Ela tem perna curta, nariz comprido e é cabeluda. Os traços são bem característicos. Mesmo assim, muita gente tem dificuldade de identificar a mentira. Afinal, ela é mestre na arte do disfarce e não é fácil de ser pega. Ou melhor, não era. Cada vez mais, psicólogos, policiais e especialistas em segurança aprimoram técnicas que ajudam a descobrir quando uma pessoa está mentindo. Recursos como o polígrafo, o exame de ressonância magnética e o chamado soro da verdade são alguns aliados. Mas como saber quem está enganando quando não se tem equipamentos à disposição?
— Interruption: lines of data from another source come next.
//! Game configuration.
//!
//! `GameSettings` is supplied once when a match is created and copied into
//! every `GameState`. The engine only ever reads it; hosts may edit it
//! before the game starts.

use serde::{Deserialize, Serialize};

/// Starting hit points before nation bonuses and the health multiplier.
pub const BASE_HP: i64 = 100;

/// Starting mana before nation bonuses.
pub const BASE_MANA: i64 = 50;

/// Passive income before nation bonuses.
pub const BASE_INCOME: i64 = 10;

/// Interest paid on bank deposits at the start of the depositor's turn.
pub const BANK_INTEREST_RATE: f64 = 0.05;

/// Number of log entries kept in the state (newest first).
pub const LOG_CAPACITY: usize = 50;

/// HP gained by a blessing / mana lost by a catastrophe.
pub const EVENT_MAGNITUDE: i64 = 20;

/// Bot strength, mapped to an MCTS iteration budget.
#[derive(Clone, Copy, Debug, Default, PartialEq, Eq, Hash, Serialize, Deserialize)]
#[serde(rename_all = "snake_case")]
pub enum BotDifficulty {
    Easy,
    #[default]
    Medium,
    Hard,
}

impl BotDifficulty {
    /// MCTS iterations a bot of this difficulty spends per decision.
    #[must_use]
    pub const fn iterations(self) -> u32 {
        match self {
            BotDifficulty::Easy => 10,
            BotDifficulty::Medium => 50,
            BotDifficulty::Hard => 200,
        }
    }
}

/// Match configuration.
///
/// ## Example
///
/// ```
/// use card_conquest::core::GameSettings;
///
/// let settings = GameSettings::default()
///     .with_initial_gold(250)
///     .with_cards_per_turn(2);
///
/// assert_eq!(settings.initial_gold, 250);
/// assert_eq!(settings.cards_per_turn, 2);
/// ```
#[derive(Clone, Debug, PartialEq, Serialize, Deserialize)]
#[serde(default)]
pub struct GameSettings {
    /// Gold every player starts with (before nation bonuses).
    pub initial_gold: i64,

    /// Upper bound on seats at the table.
    pub max_players: usize,

    /// Number of bot seats the host should fill.
    pub bot_count: usize,

    /// Search budget for bots.
    pub bot_difficulty: BotDifficulty,

    /// Cards drawn at the start of each turn.
    pub cards_per_turn: usize,

    /// Multiplier applied to base income plus land income.
    pub income_multiplier: f64,

    /// Global events fire on rounds divisible by this (0 disables).
    pub event_frequency: u32,

    /// Mana cap for every player (before nation bonuses).
    pub max_mana: i64,

    /// Hand cap.
    pub max_hand_size: usize,

    /// Land cap.
    pub max_land_size: usize,

    /// Mana regained at the start of a player's own turn.
    pub mana_regen: i64,

    /// Set by the room layer for networked games.
    pub is_multiplayer: bool,

    /// Number of cards offered in the shop each round.
    pub shop_size: usize,

    /// Scales starting max HP.
    pub health_multiplier: f64,

    /// Scales card damage.
    pub damage_multiplier: f64,

    /// Scales shop prices.
    pub price_multiplier: f64,
}

impl Default for GameSettings {
    fn default() -> Self {
        Self {
            initial_gold: 100,
            max_players: 4,
            bot_count: 1,
            bot_difficulty: BotDifficulty::Medium,
            cards_per_turn: 1,
            income_multiplier: 1.0,
            event_frequency: 5,
            max_mana: 100,
            max_hand_size: 10,
            max_land_size: 5,
            mana_regen: 10,
            is_multiplayer: false,
            shop_size: 5,
            health_multiplier: 1.0,
            damage_multiplier: 1.0,
            price_multiplier: 1.0,
        }
    }
}

impl GameSettings {
    /// Parse settings from a JSON document. Missing fields take defaults.
    pub fn from_json(json: &str) -> Result<Self, serde_json::Error> {
        serde_json::from_str(json)
    }

    pub fn with_initial_gold(mut self, gold: i64) -> Self {
        self.initial_gold = gold;
        self
    }

    pub fn with_max_players(mut self, max_players: usize) -> Self {
        self.max_players = max_players;
        self
    }

    pub fn with_bots(mut self, count: usize, difficulty: BotDifficulty) -> Self {
        self.bot_count = count;
        self.bot_difficulty = difficulty;
        self
    }

    pub fn with_cards_per_turn(mut self, cards: usize) -> Self {
        self.cards_per_turn = cards;
        self
    }

    pub fn with_income_multiplier(mut self, multiplier: f64) -> Self {
        self.income_multiplier = multiplier;
        self
    }

    pub fn with_event_frequency(mut self, frequency: u32) -> Self {
        self.event_frequency = frequency;
        self
    }

    pub fn with_max_hand_size(mut self, size: usize) -> Self {
        self.max_hand_size = size;
        self
    }

    pub fn with_max_land_size(mut self, size: usize) -> Self {
        self.max_land_size = size;
        self
    }

    pub fn with_mana_regen(mut self, regen: i64) -> Self {
        self.mana_regen = regen;
        self
    }

    pub fn with_shop_size(mut self, size: usize) -> Self {
        self.shop_size = size;
        self
    }

    pub fn with_multipliers(mut self, health: f64, damage: f64, price: f64) -> Self {
        self.health_multiplier = health;
        self.damage_multiplier = damage;
        self.price_multiplier = price;
        self
    }

    /// Apply the damage multiplier to a raw card value.
    #[must_use]
    pub fn scale_damage(&self, value: i64) -> i64 {
        (value as f64 * self.damage_multiplier).floor() as i64
    }

    /// Apply the price multiplier to a catalog cost.
    #[must_use]
    pub fn scale_price(&self, cost: i64) -> i64 {
        (cost as f64 * self.price_multiplier).floor() as i64
    }
}

#[cfg(test)]
mod tests {
    use super::*;

    #[test]
    fn test_default_settings() {
        let settings = GameSettings::default();
        assert_eq!(settings.initial_gold, 100);
        assert_eq!(settings.max_hand_size, 10);
        assert_eq!(settings.event_frequency, 5);
        assert_eq!(settings.damage_multiplier, 1.0);
    }

    #[test]
    fn test_builder_pattern() {
        let settings = GameSettings::default()
            .with_initial_gold(10)
            .with_bots(3, BotDifficulty::Hard)
            .with_multipliers(2.0, 1.5, 0.5);

        assert_eq!(settings.initial_gold, 10);
        assert_eq!(settings.bot_count, 3);
        assert_eq!(settings.bot_difficulty.iterations(), 200);
        assert_eq!(settings.scale_damage(20), 30);
        assert_eq!(settings.scale_price(45), 22);
    }

    #[test]
    fn test_from_json_partial() {
        let settings = GameSettings::from_json(r#"{"initial_gold": 500, "bot_difficulty": "easy"}"#).unwrap();
        assert_eq!(settings.initial_gold, 500);
        assert_eq!(settings.bot_difficulty, BotDifficulty::Easy);
        assert_eq!(settings.shop_size, 5);
    }

    #[test]
    fn test_from_json_rejects_garbage() {
        assert!(GameSettings::from_json("not json").is_err());
    }
}
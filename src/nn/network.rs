//! Residual feed-forward value network.
//!
//! ```text
//! h = relu(W_in x + b_in)
//! for each block: h = relu(W h + b) + h
//! v = tanh(W_out relu(W_vh h + b_vh) + b_out)
//! ```

use super::encoder::INPUT_SIZE;
use super::traits::{EncodedState, ValueNetwork};
use super::weights::{LayerWeights, WeightsDocument, WeightsError};

/// Dense layer with flattened row-major weights.
#[derive(Clone, Debug)]
struct Dense {
    weight: Vec<f32>,
    bias: Vec<f32>,
    cols: usize,
}

impl Dense {
    fn from_layer(layer: &LayerWeights) -> Self {
        Self {
            weight: layer.weight.iter().flatten().copied().collect(),
            bias: layer.bias.clone(),
            cols: layer.weight.first().map_or(0, Vec::len),
        }
    }

    /// `W x + b`.
    fn affine(&self, x: &[f32]) -> Vec<f32> {
        self.bias
            .iter()
            .zip(self.weight.chunks_exact(self.cols.max(1)))
            .map(|(b, row)| b + row.iter().zip(x).map(|(w, v)| w * v).sum::<f32>())
            .collect()
    }
}

fn relu(mut v: Vec<f32>) -> Vec<f32> {
    for x in &mut v {
        *x = x.max(0.0);
    }
    v
}

/// Value network built from a validated `WeightsDocument`.
#[derive(Clone, Debug)]
pub struct ResidualValueNet {
    input: Dense,
    blocks: Vec<Dense>,
    value_hidden: Dense,
    value_out: Dense,
}

impl ResidualValueNet {
    /// Validate the document and build the network.
    pub fn from_document(doc: &WeightsDocument) -> Result<Self, WeightsError> {
        doc.validate()?;
        Ok(Self {
            input: Dense::from_layer(&doc.input),
            blocks: doc.blocks.iter().map(Dense::from_layer).collect(),
            value_hidden: Dense::from_layer(&doc.value_hidden),
            value_out: Dense::from_layer(&doc.value_out),
        })
    }

    pub fn from_json(json: &str) -> Result<Self, WeightsError> {
        Self::from_document(&WeightsDocument::from_json(json)?)
    }

    /// Forward pass over a raw feature vector. Missing features read as 0.
    #[must_use]
    pub fn forward(&self, features: &[f32]) -> f32 {
        let mut x = [0.0f32; INPUT_SIZE];
        for (slot, v) in x.iter_mut().zip(features) {
            *slot = *v;
        }

        let mut h = relu(self.input.affine(&x));
        for block in &self.blocks {
            let out = relu(block.affine(&h));
            for (hi, oi) in h.iter_mut().zip(out) {
                *hi += oi;
            }
        }
        let v = relu(self.value_hidden.affine(&h));
        let out = self.value_out.affine(&v);
        out.first().copied().unwrap_or(0.0).tanh()
    }

    #[must_use]
    pub fn hidden_size(&self) -> usize {
        self.input.bias.len()
    }
}

impl ValueNetwork for ResidualValueNet {
    fn predict(&self, encoded: &EncodedState) -> f32 {
        self.forward(&encoded.tensor)
    }
}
O filósofo alemão Friedrich Nietzsche (1844-1900) dá a receita: “Mente-se com a boca. Mas a careta que se faz ao mesmo tempo diz, apesar de tudo, a verdade”. Desde sua observação, número crescente de investigadores tem procurado se aperfeiçoar na técnica da detecção de mentiras por meio da análise de microexpressões faciais, desenvolvida pelo psicólogo norte-americano Paul Ekman e popularizada pelo seriado de televisão Lie To Me.

PhD em Psicologia, pesquisador do Instituto Nacional de Saúde Mental dos Estados Unidos e doutor pela Universidade de Adelphi, Ekman concluiu em 2001 estudo que desenvolveu ao longo de 18 anos sobre a expressão de emoções pela face. E chegou ao resultado de que é possível estabelecer se alguém está dizendo ou não a verdade a partir da confrontação entre os sentimentos demonstrados na fala e as expressões do rosto, mostrando que um lampejo minúsculo e muito rápido da fisionomia pode revelar uma emoção oculta.

Quando alguém pisca repetidas vezes ou se senta com o corpo inclinado em um interrogatório, por exemplo, está sinalizando através da linguagem corporal que não acredita de fato no que está dizendo. O mesmo vale para quando se morde os lábios ou se coça o nariz (confira quadro na página 34).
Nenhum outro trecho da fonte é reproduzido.